We were made for each other. You can’t be there for anyone if you hide away in self-imposed solitude. Your pain has a purpose – Someone else out there IS exactly where you have been. Don’t waste your past pain – use it as a healing balm and apply it to someone else with love.

The wall I once built for protection has hemmed me in; my surrender will break it down and keep it down.

Heart Strings

If you’ve ever played guitar, you know that in order to continue and be proficient, you need to accept the pain of callouses on the ends of your fingers. I recently read somewhere that Eric Clapton puts alcohol on the tips of his fingers to keep them dry in order to “maintain” his callouses.
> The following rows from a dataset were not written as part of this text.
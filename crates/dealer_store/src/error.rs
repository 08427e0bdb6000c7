//! Store error types.

use thiserror::Error;

/// Errors that can occur during store operations.
#[derive(Debug, Error)]
pub enum StoreError {
    /// Entity not found.
    #[error("{entity_type} not found: {id}")]
    NotFound {
        entity_type: &'static str,
        id: String,
    },

    /// Duplicate entity.
    #[error("{entity_type} already exists: {id}")]
    AlreadyExists {
        entity_type: &'static str,
        id: String,
    },

    /// An active booking already occupies the (car, date, start time) slot.
    #[error("Test drive slot already booked")]
    SlotConflict,

    /// Invalid booking status transition.
    #[error("Invalid state transition from {from} to {to}")]
    InvalidStateTransition { from: String, to: String },

    /// Database error.
    #[error("Database error: {0}")]
    Database(#[from] sqlx::Error),

    /// Serialization error.
    #[error("Serialization error: {0}")]
    Serialization(#[from] serde_json::Error),

    /// Other error.
    #[error("{0}")]
    Other(String),
}

impl StoreError {
    /// Creates a not found error.
    pub fn not_found(entity_type: &'static str, id: impl Into<String>) -> Self {
        Self::NotFound {
            entity_type,
            id: id.into(),
        }
    }

    /// Creates an already exists error.
    pub fn already_exists(entity_type: &'static str, id: impl Into<String>) -> Self {
        Self::AlreadyExists {
            entity_type,
            id: id.into(),
        }
    }

    /// Creates an invalid state transition error.
    pub fn invalid_transition(from: impl ToString, to: impl ToString) -> Self {
        Self::InvalidStateTransition {
            from: from.to_string(),
            to: to.to_string(),
        }
    }
}

/// Result type for store operations.
pub type StoreResult<T> = Result<T, StoreError>;
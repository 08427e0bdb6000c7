//! HTTP API surface.
//!
//! All business endpoints are POST with JSON bodies; the two GET endpoints
//! (`/health`, `/api/cache/stale`) carry no request body.

pub mod admin;
pub mod catalog;
pub mod test_drive;

use api_protocol::{BookingUserView, BookingView, CarView, StaleViewsResponse};
use axum::{
    Json, Router, middleware,
    extract::State,
    routing::{get, post},
};
use dealer_store::DealerStore;
use entities::{Booking, Car, User};
use serde_json::{Value, json};
use uuid::Uuid;

use crate::error::{ServerError, ServerResult};
use crate::middleware::auth;
use crate::state::SharedState;

const MAX_PAGE_SIZE: u32 = 100;

/// Parses a wire UUID, naming the offending field on failure.
pub(crate) fn parse_id(value: &str, field: &str) -> ServerResult<Uuid> {
    Uuid::parse_str(value)
        .map_err(|_| ServerError::InvalidRequest(format!("Invalid {field}: not a UUID")))
}

/// Converts 1-based page parameters into a store limit and offset.
pub(crate) fn page_params(page: u32, page_size: u32) -> (u32, u32) {
    let page = page.max(1);
    let page_size = page_size.clamp(1, MAX_PAGE_SIZE);
    (page_size, (page - 1) * page_size)
}

/// Number of pages needed for `total` results.
pub(crate) fn page_count(total: u32, page_size: u32) -> u32 {
    total.div_ceil(page_size.clamp(1, MAX_PAGE_SIZE))
}

pub(crate) fn car_view(car: &Car, wishlisted: bool) -> CarView {
    CarView {
        id: car.id.to_string(),
        make: car.make.clone(),
        model: car.model.clone(),
        year: car.year,
        price: car.price,
        mileage: car.mileage,
        color: car.color.clone(),
        fuel_type: car.fuel_type.clone(),
        transmission: car.transmission.clone(),
        body_type: car.body_type.clone(),
        seats: car.seats,
        description: car.description.clone(),
        status: car.status,
        featured: car.featured,
        images: car.images.clone(),
        wishlisted,
        created_at: car.created_at.to_rfc3339(),
        updated_at: car.updated_at.to_rfc3339(),
    }
}

pub(crate) fn booking_view(booking: &Booking, car: Option<CarView>) -> BookingView {
    BookingView {
        id: booking.id.to_string(),
        car_id: booking.car_id.to_string(),
        car,
        booking_date: booking.booking_date.to_string(),
        start_time: booking.start_time.clone(),
        end_time: booking.end_time.clone(),
        notes: booking.notes.clone(),
        status: booking.status,
        created_at: booking.created_at.to_rfc3339(),
        updated_at: booking.updated_at.to_rfc3339(),
    }
}

pub(crate) fn booking_user_view(user: &User) -> BookingUserView {
    BookingUserView {
        id: user.id.to_string(),
        email: user.email.clone(),
        name: user.name.clone(),
        role: user.role,
    }
}

/// Health check endpoint.
async fn health_check() -> Json<Value> {
    Json(json!({
        "status": "ok",
        "service": "driveline-server",
        "version": env!("CARGO_PKG_VERSION"),
    }))
}

/// Drains the stale view paths accumulated since the last call.
async fn stale_views<S: DealerStore>(
    State(state): State<SharedState<S>>,
) -> Json<StaleViewsResponse> {
    let paths = state.revalidation.write().await.take();
    Json(StaleViewsResponse { paths })
}

/// Builds the complete application router.
pub fn create_router<S: DealerStore + 'static>(state: SharedState<S>) -> Router {
    // Catalog endpoints are public; authentication only enriches them with
    // wishlist flags.
    let public = Router::new()
        .route("/api/car/list", post(catalog::list_cars))
        .route("/api/car/get", post(catalog::get_car))
        .route("/api/car/featured", post(catalog::featured_cars))
        .route("/api/car/facets", post(catalog::car_facets))
        .route("/api/car/image-search", post(catalog::image_search))
        .route_layer(middleware::from_fn_with_state(
            state.clone(),
            auth::optional_auth_middleware::<S>,
        ));

    let authed = Router::new()
        .route("/api/car/toggle-saved", post(catalog::toggle_saved_car))
        .route("/api/car/saved", post(catalog::list_saved_cars))
        .route("/api/test-drive/book", post(test_drive::book_test_drive))
        .route("/api/test-drive/list", post(test_drive::list_user_test_drives))
        .route("/api/test-drive/cancel", post(test_drive::cancel_test_drive))
        .route_layer(middleware::from_fn_with_state(
            state.clone(),
            auth::auth_middleware::<S>,
        ));

    // route_layer runs later-added layers first, so authentication precedes
    // the admin check.
    let admin = Router::new()
        .route("/api/admin/car/create", post(admin::create_car))
        .route("/api/admin/car/list", post(admin::list_cars))
        .route("/api/admin/car/update", post(admin::update_car))
        .route("/api/admin/car/delete", post(admin::delete_car))
        .route("/api/admin/car/extract-details", post(admin::extract_car_details))
        .route("/api/admin/test-drive/list", post(admin::list_test_drives))
        .route(
            "/api/admin/test-drive/update-status",
            post(admin::update_test_drive_status),
        )
        .route("/api/admin/dashboard", post(admin::dashboard))
        .route_layer(middleware::from_fn(auth::require_admin))
        .route_layer(middleware::from_fn_with_state(
            state.clone(),
            auth::auth_middleware::<S>,
        ));

    Router::new()
        .route("/health", get(health_check))
        .route("/api/cache/stale", get(stale_views::<S>))
        .merge(public)
        .merge(authed)
        .merge(admin)
        .with_state(state)
}

#[cfg(test)]
mod tests {
    use axum::body::Body;
    use axum::http::{Request, StatusCode, header};
    use dealer_store::MemoryDealerStore;
    use identity::{IdentityConfig, TokenVerifier};
    use tower::ServiceExt;

    use super::*;
    use crate::config::Config;
    use crate::state::create_shared_state;

    fn test_state() -> SharedState<MemoryDealerStore> {
        let config = Config {
            host: "127.0.0.1".to_string(),
            port: 0,
            database_url: "sqlite::memory:".to_string(),
            jwt_secret: "test-secret-long-enough-for-hs256".to_string(),
            admin_emails: vec!["admin@example.com".to_string()],
            gemini_api_key: None,
            gemini_model: None,
            log_level: "info".to_string(),
        };
        let verifier = TokenVerifier::new(IdentityConfig::new(config.jwt_secret.clone()));
        create_shared_state(config, MemoryDealerStore::new(), verifier, None)
    }

    fn json_post(uri: &str, token: Option<&str>) -> Request<Body> {
        let mut builder = Request::builder()
            .method("POST")
            .uri(uri)
            .header(header::CONTENT_TYPE, "application/json");
        if let Some(token) = token {
            builder = builder.header(header::AUTHORIZATION, format!("Bearer {token}"));
        }
        builder.body(Body::from("{}")).unwrap()
    }

    #[tokio::test]
    async fn test_router_authenticates_bearer_tokens() {
        let state = test_state();
        let token = state
            .verifier
            .issue_token("provider|r", "r@example.com", None)
            .unwrap();
        let app = create_router(state);

        let ok = app
            .clone()
            .oneshot(json_post("/api/car/saved", Some(&token)))
            .await
            .unwrap();
        assert_eq!(ok.status(), StatusCode::OK);

        let denied = app.oneshot(json_post("/api/car/saved", None)).await.unwrap();
        assert_eq!(denied.status(), StatusCode::UNAUTHORIZED);
    }

    #[tokio::test]
    async fn test_admin_routes_reject_non_admins() {
        let state = test_state();
        let token = state
            .verifier
            .issue_token("provider|u", "user@example.com", None)
            .unwrap();
        let app = create_router(state);

        let response = app
            .oneshot(json_post("/api/admin/dashboard", Some(&token)))
            .await
            .unwrap();
        assert_eq!(response.status(), StatusCode::FORBIDDEN);
    }

    #[tokio::test]
    async fn test_anonymous_catalog_access() {
        let app = create_router(test_state());
        let response = app.oneshot(json_post("/api/car/list", None)).await.unwrap();
        assert_eq!(response.status(), StatusCode::OK);
    }

    #[test]
    fn test_page_params() {
        assert_eq!(page_params(1, 12), (12, 0));
        assert_eq!(page_params(3, 12), (12, 24));
        // Page 0 is treated as page 1; oversized pages are clamped.
        assert_eq!(page_params(0, 12), (12, 0));
        assert_eq!(page_params(1, 1000), (MAX_PAGE_SIZE, 0));
    }

    #[test]
    fn test_page_count() {
        assert_eq!(page_count(0, 12), 0);
        assert_eq!(page_count(12, 12), 1);
        assert_eq!(page_count(13, 12), 2);
    }

    #[test]
    fn test_parse_id_rejects_garbage() {
        assert!(parse_id("not-a-uuid", "car_id").is_err());
        let id = Uuid::new_v4();
        assert_eq!(parse_id(&id.to_string(), "car_id").unwrap(), id);
    }
}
A great guitarist needs calloused fingers in order to be outstanding – not only do they push through the pain, rather than doing whatever they can to ease the pain – many will make every effort to “maintain” what, in the end, will make beautiful music.

I gave up on the guitar almost immediately after I began.My aim is to be honest on this blog: I must admit that I did much the same thing with love after it began to leave a few callouses on my heart. I found that the pain and disappointment of loving were far too painful to bear. The only remedy I knew of was to give up on it, much the same way that I gave up on playing guitar. In fact, when I made a conscious effort to ensure no one could hurt me I had to harden my heart to love. That is far worse than a callous; a callous can be softened with a little effort. A heart that has been hardened is not just a condition of the surface.

These last two years or so I have come to realize that it is far more painful to exist without love than it is to live and love and risk a few callouses here and there. The truth of the matter is, whether it is family, friend, or the love of your life, if you set your sights on being loved – you will be hurt and disappointed, time after time – because when we give love for the purpose of receiving it our hearts are already somewhat calloused to begin with. If you make a decision to love freely, without condition, you will be loving as if there is no risk of being hurt …. again. Why? Because you are loving in order to love – whatever you receive as a result is a symphony played on your heart strings.

“And now these three remain: faith, hope, and love. But the greatest of these is love.” 1st Corinthians 13:13.

Play a song on someone’s heart strings and see what beautiful music it will make. If you receive nothing back, that’s alright – that song will have been recorded for the ages and it will always be playing in the back of your mind.

Make a decision to live and love as though you’ve never been, or ever will be, hurt. Callouses on the heart are a sign that it is still beating.